ACTIVITY:
Only lines with the string "widest" are wanted. Pull them out of the data.

EXTRACTED MATERIAL:
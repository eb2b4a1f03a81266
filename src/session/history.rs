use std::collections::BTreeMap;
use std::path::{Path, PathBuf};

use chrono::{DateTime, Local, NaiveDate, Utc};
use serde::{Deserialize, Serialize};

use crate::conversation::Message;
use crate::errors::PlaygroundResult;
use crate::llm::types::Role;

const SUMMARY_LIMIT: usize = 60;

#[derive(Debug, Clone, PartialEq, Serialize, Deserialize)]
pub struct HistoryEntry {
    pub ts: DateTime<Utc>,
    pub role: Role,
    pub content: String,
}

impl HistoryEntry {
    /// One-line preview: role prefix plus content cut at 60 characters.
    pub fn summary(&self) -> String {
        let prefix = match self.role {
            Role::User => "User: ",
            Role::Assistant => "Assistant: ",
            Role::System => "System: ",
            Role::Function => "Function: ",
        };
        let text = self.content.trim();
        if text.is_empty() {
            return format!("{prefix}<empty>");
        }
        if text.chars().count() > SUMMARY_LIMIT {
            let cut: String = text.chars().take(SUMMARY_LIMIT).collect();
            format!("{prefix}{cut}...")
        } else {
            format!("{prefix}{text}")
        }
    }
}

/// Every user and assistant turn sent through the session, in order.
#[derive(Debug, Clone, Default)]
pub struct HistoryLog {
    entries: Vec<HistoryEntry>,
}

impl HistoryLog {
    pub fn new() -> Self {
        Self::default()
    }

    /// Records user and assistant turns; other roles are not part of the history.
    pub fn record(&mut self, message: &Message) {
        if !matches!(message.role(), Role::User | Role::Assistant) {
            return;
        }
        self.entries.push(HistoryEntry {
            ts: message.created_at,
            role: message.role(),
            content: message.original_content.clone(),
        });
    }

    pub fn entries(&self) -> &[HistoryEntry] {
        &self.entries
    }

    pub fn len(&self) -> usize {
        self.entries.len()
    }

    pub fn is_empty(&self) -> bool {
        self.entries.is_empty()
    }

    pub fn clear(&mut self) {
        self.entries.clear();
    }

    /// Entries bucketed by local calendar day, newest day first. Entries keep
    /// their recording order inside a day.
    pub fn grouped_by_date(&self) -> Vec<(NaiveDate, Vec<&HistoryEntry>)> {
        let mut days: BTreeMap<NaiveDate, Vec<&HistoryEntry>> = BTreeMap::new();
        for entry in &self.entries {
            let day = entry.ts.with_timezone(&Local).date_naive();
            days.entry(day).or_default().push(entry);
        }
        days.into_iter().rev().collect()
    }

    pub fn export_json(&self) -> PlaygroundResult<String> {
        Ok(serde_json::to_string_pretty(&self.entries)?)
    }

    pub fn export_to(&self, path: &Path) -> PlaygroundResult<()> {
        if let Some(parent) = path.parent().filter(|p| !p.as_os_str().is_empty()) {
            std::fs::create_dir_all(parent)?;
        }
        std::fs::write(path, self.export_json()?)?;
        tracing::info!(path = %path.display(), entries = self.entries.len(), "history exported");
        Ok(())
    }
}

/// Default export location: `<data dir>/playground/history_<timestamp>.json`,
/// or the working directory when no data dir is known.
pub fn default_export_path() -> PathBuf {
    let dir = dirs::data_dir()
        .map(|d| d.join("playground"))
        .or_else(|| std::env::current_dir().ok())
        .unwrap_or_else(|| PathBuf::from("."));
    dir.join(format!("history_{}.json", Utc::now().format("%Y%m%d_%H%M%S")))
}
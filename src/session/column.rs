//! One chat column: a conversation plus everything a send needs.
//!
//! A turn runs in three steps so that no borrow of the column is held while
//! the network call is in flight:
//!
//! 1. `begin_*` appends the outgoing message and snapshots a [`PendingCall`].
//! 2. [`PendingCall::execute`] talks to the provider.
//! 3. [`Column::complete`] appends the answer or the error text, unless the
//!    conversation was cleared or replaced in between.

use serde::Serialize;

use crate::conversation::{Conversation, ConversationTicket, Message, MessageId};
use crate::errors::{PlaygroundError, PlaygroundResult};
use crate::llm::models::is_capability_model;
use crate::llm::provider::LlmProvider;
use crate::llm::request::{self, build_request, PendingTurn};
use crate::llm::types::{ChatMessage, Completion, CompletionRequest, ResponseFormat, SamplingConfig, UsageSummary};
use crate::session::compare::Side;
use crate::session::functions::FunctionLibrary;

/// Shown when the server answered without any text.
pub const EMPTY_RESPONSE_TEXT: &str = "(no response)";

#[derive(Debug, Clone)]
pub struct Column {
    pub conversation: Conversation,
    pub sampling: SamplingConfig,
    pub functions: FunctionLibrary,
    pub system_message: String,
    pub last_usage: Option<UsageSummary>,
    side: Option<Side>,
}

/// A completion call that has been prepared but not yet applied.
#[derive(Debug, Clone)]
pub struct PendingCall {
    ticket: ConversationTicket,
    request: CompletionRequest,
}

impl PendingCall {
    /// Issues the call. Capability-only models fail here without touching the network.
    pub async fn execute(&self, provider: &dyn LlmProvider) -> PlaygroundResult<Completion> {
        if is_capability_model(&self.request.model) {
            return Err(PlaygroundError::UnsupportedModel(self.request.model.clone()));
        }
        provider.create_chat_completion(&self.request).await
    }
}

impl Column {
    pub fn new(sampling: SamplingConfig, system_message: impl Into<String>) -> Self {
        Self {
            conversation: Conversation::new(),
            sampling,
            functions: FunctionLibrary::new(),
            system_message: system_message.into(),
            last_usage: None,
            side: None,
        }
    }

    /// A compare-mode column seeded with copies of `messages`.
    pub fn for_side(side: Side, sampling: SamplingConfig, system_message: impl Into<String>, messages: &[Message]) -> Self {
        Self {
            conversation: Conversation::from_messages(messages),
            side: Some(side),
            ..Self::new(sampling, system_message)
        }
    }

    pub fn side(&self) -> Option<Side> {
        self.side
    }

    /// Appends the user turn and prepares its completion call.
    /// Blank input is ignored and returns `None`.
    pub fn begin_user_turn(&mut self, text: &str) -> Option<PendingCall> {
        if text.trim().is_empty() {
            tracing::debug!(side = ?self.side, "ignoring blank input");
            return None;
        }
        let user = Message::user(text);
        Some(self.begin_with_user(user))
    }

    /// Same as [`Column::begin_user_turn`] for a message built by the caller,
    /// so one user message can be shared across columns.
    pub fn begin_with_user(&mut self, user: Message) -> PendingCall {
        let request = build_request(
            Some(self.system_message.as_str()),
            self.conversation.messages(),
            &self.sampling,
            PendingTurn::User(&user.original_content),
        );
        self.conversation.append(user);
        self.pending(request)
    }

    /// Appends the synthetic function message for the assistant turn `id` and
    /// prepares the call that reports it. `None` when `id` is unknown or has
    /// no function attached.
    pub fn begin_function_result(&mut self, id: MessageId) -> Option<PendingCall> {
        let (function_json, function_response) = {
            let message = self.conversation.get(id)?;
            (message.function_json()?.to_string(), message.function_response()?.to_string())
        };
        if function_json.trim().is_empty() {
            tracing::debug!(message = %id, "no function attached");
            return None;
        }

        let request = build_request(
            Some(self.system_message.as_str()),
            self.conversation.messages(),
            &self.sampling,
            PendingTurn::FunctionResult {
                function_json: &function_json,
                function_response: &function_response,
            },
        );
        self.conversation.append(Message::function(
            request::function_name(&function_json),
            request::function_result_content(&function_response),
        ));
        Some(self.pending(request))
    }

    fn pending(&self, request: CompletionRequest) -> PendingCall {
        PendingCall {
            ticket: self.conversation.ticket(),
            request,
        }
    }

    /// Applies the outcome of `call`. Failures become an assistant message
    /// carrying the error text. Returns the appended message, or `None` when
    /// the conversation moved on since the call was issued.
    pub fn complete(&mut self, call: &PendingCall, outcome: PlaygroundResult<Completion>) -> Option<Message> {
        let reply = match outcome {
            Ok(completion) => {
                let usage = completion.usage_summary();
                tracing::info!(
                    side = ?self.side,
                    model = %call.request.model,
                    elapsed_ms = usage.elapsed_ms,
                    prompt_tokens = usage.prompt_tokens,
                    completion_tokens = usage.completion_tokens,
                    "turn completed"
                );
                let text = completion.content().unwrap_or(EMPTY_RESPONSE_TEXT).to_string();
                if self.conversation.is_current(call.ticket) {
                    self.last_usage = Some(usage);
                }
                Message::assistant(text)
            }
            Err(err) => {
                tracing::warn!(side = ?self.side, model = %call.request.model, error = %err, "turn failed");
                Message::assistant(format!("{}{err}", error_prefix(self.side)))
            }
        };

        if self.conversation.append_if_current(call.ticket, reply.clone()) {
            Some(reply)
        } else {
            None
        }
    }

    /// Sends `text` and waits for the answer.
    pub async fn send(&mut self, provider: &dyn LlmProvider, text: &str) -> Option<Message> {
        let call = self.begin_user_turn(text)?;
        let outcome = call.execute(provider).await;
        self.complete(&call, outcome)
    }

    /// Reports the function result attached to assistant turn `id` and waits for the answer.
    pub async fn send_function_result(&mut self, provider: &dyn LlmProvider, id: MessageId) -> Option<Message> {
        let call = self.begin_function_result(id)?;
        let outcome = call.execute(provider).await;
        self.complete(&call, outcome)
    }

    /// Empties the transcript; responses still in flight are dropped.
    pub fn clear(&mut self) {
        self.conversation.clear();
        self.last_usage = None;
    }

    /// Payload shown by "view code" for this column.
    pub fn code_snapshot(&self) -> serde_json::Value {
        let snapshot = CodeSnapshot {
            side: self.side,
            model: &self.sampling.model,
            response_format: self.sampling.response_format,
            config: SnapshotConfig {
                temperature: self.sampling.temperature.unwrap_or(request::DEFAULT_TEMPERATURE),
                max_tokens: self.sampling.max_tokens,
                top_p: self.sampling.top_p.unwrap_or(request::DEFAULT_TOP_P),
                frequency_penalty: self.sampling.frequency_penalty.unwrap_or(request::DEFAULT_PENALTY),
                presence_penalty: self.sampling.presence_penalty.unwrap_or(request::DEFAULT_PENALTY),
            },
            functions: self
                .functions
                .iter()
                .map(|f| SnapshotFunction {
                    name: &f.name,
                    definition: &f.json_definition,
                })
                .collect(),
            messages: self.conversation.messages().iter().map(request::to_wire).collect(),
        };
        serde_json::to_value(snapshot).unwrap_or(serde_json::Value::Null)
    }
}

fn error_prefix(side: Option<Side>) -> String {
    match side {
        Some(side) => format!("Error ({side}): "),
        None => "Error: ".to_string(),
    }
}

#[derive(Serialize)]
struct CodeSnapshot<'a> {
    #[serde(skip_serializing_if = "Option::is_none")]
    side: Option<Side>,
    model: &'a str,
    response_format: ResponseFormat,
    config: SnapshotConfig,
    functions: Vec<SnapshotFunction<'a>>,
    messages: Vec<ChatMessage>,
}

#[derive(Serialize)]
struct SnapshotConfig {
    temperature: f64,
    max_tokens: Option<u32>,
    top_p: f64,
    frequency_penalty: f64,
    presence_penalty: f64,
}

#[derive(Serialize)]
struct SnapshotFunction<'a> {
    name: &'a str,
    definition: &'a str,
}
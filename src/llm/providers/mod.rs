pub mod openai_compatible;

...

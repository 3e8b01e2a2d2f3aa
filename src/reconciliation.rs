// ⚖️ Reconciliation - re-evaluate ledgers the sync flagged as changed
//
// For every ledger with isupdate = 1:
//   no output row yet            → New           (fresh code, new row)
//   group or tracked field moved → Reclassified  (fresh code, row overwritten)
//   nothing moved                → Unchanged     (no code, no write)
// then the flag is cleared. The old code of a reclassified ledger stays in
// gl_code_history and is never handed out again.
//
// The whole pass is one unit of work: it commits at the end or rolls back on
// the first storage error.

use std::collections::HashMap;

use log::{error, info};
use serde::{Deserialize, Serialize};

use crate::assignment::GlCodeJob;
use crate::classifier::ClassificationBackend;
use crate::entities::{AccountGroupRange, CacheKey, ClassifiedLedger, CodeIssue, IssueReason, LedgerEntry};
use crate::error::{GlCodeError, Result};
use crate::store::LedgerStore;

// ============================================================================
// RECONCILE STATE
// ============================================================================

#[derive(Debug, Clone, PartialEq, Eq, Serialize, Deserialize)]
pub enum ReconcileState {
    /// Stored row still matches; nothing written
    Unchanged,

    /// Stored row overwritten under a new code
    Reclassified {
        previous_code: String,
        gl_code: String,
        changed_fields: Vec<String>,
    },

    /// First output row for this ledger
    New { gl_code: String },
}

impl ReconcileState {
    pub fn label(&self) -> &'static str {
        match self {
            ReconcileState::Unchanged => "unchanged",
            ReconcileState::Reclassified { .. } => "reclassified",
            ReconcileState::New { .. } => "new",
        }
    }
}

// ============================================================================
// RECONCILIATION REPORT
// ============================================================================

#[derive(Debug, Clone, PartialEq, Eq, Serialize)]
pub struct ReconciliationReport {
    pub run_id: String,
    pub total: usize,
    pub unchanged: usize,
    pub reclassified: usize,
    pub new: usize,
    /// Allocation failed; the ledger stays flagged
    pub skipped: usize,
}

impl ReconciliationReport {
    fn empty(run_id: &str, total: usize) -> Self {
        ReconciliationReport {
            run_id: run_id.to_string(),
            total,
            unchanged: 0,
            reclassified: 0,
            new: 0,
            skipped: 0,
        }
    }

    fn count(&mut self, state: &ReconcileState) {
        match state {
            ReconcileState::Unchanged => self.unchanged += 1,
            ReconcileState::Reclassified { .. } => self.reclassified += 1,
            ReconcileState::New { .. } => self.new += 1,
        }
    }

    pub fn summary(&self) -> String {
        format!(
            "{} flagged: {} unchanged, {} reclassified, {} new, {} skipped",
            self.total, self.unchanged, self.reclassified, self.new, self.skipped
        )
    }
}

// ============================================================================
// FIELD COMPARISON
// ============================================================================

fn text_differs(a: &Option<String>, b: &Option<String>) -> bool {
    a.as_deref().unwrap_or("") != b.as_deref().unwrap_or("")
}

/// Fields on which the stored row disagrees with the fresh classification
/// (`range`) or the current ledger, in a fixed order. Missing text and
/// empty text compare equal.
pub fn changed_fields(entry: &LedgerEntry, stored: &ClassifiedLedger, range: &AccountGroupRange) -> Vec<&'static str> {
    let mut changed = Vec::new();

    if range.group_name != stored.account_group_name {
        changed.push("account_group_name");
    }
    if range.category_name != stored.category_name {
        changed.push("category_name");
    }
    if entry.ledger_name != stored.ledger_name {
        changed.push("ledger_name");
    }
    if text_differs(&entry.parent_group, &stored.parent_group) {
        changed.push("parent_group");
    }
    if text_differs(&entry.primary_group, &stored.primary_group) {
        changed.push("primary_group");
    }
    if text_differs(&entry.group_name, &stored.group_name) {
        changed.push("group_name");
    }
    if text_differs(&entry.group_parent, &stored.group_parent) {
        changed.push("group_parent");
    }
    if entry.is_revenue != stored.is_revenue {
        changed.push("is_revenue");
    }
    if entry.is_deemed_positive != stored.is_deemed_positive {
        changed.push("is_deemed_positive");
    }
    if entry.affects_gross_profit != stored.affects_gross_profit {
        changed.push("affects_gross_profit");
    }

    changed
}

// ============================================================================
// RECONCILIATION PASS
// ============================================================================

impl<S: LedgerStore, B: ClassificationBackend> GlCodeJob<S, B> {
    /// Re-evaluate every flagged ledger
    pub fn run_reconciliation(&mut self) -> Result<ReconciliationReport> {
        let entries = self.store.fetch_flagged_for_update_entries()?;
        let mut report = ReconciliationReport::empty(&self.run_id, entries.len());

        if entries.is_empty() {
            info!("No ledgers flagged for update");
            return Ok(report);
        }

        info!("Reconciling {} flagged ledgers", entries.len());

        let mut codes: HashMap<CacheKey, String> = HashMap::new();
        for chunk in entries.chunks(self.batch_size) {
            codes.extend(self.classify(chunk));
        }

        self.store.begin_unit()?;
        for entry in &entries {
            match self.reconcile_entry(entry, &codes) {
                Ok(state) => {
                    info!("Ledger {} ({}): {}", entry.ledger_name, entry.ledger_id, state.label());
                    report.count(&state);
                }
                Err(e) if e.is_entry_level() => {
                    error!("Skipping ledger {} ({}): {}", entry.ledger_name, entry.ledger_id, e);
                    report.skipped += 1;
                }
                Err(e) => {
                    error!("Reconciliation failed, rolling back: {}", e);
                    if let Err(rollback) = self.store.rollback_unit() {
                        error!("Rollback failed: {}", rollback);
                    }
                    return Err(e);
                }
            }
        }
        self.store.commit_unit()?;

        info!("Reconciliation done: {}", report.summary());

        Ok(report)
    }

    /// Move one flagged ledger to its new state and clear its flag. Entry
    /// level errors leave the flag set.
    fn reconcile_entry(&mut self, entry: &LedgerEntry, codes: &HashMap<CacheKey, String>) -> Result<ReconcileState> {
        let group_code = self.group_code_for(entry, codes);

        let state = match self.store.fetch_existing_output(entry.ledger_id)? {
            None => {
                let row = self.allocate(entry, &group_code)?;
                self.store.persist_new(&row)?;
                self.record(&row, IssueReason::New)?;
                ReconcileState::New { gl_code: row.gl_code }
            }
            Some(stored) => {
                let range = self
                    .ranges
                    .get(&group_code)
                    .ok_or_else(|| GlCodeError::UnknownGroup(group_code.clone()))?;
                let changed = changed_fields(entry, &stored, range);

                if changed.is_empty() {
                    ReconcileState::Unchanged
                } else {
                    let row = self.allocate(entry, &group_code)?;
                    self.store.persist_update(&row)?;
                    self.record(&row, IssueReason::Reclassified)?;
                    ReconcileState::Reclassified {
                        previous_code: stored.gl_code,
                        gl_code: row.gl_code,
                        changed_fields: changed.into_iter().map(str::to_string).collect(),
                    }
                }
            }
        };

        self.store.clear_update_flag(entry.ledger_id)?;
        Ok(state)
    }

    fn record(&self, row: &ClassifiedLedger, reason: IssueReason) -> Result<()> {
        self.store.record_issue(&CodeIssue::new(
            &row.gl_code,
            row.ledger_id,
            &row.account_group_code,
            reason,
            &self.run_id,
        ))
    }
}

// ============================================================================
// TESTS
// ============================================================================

==

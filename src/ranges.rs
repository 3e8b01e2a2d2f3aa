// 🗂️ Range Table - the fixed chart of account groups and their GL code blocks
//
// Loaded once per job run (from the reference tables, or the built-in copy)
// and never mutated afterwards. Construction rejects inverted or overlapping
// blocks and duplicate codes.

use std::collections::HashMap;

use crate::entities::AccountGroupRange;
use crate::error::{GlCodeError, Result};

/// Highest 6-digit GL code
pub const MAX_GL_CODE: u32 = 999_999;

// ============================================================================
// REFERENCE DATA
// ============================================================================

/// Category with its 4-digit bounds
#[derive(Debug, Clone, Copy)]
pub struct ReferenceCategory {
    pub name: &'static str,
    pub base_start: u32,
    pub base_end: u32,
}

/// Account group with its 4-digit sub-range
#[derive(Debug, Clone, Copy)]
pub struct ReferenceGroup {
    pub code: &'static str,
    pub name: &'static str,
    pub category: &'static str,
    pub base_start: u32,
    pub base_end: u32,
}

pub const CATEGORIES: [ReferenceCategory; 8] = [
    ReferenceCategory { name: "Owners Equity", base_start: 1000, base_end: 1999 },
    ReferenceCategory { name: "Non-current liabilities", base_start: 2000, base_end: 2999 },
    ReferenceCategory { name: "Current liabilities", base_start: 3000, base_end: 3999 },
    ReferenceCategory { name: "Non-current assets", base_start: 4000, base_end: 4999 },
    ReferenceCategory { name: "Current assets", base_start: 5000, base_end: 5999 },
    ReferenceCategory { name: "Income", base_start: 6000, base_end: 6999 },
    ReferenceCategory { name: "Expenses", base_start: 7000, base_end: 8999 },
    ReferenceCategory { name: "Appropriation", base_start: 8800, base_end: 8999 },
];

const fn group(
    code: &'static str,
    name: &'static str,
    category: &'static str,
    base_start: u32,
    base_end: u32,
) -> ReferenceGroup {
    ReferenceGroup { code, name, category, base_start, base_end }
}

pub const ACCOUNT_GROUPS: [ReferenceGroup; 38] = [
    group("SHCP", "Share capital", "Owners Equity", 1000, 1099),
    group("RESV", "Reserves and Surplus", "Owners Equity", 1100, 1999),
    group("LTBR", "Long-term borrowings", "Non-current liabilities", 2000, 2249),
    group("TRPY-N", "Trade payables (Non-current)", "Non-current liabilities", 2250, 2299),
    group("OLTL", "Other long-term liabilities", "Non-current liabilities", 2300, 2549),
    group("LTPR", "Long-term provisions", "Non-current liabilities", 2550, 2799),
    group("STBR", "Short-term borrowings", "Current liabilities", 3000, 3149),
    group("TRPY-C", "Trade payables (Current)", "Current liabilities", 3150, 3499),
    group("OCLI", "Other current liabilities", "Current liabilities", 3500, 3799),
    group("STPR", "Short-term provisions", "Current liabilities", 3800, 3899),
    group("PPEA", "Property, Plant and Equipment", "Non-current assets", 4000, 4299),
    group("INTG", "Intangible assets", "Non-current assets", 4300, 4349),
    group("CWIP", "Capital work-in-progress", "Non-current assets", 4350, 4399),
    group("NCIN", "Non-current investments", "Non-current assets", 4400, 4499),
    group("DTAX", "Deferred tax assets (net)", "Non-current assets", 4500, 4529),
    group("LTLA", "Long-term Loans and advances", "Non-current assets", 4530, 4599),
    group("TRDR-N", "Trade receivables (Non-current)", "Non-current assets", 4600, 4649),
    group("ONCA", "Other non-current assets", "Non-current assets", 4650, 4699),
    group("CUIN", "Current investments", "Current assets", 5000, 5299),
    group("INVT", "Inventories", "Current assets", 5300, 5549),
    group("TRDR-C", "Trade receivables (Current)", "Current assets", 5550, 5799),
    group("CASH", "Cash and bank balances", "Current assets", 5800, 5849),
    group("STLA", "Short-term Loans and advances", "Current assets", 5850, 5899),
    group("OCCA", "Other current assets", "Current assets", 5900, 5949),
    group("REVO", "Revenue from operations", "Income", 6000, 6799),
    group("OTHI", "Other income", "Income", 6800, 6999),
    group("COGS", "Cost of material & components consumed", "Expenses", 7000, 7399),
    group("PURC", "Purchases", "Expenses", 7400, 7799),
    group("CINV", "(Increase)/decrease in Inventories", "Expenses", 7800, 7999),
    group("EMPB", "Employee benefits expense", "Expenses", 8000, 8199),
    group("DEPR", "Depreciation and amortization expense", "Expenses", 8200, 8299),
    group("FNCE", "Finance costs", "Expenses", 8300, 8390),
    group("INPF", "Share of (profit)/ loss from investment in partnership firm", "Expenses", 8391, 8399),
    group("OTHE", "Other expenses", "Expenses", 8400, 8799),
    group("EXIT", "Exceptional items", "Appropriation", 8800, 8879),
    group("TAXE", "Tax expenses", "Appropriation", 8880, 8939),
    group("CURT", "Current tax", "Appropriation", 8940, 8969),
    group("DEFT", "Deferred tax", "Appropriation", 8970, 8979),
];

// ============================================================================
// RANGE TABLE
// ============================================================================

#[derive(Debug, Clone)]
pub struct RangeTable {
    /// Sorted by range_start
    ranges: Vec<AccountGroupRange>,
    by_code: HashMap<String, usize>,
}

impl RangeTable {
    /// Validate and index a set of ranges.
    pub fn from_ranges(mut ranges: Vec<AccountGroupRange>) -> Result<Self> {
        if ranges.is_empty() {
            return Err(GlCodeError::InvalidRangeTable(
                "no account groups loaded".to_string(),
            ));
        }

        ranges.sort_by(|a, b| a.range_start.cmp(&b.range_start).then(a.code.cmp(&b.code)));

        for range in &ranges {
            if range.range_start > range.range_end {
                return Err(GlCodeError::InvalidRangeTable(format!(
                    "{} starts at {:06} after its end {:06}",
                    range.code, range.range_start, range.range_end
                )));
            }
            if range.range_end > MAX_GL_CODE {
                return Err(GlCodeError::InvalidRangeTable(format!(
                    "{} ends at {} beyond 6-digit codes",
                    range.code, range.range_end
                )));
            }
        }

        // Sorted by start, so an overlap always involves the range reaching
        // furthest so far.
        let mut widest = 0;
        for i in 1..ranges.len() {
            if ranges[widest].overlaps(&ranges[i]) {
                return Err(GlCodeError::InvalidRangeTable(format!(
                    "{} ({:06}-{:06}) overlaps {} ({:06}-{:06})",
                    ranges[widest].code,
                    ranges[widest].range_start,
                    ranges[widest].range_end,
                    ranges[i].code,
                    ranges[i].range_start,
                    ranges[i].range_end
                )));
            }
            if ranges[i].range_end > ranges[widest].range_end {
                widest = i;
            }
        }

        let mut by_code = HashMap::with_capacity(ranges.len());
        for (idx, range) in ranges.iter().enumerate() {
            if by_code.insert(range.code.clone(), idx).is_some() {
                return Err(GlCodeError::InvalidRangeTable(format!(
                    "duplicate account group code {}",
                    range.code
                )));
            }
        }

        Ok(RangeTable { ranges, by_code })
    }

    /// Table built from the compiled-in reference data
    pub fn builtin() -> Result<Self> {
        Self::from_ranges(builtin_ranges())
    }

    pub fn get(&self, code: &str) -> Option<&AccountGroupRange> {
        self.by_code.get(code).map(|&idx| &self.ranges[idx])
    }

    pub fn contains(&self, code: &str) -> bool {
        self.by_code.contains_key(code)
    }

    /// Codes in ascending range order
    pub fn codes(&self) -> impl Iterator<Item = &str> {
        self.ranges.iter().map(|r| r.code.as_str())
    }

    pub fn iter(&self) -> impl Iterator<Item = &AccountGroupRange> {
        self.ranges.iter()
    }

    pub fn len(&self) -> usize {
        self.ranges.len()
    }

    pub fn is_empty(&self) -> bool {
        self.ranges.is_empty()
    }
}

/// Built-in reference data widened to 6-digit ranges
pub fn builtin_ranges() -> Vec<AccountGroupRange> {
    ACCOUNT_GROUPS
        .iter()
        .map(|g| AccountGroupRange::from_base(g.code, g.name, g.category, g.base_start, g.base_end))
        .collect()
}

YOUR RESPONSE:
        let mut widest = 0;
            if ranges[widest].overlaps(&ranges[i]) {
                    ranges[widest].code,
                    ranges[widest].range_start,
                    ranges[widest].range_end,
            if ranges[i].range_end > ranges[widest].range_end {
                widest = i;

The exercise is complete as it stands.